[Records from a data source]

"""

//! Analysis and orchestration modules
//!
//! Turns buffered pitches into a stable key:
//! - Confidence scoring
//! - Stability tracking (Listening / Analyzing / Locked)
//! - Session state, events and the controller driving them

pub mod confidence;
pub mod controller;
pub mod events;
pub mod session;
pub mod stability;

pub use confidence::{ConfidenceBreakdown, ConfidenceScorer};
pub use controller::AnalysisController;
pub use events::{AnalysisEvent, EventSink, KeyEstimateEvent, PitchEvent, StableKeyEvent};
pub use session::{AnalysisSnapshot, Session};
pub use stability::{AnalysisState, KeyConfidenceState, StabilityOutcome, StabilityTracker};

"""

• **REQUIRED ACTION**
Copy each line of the preceding data that contains the string "events".

• **WRITTEN REPLY**
//! - Session state, events and the controller driving them
pub mod events;
pub use events::{AnalysisEvent, EventSink, KeyEstimateEvent, PitchEvent, StableKeyEvent};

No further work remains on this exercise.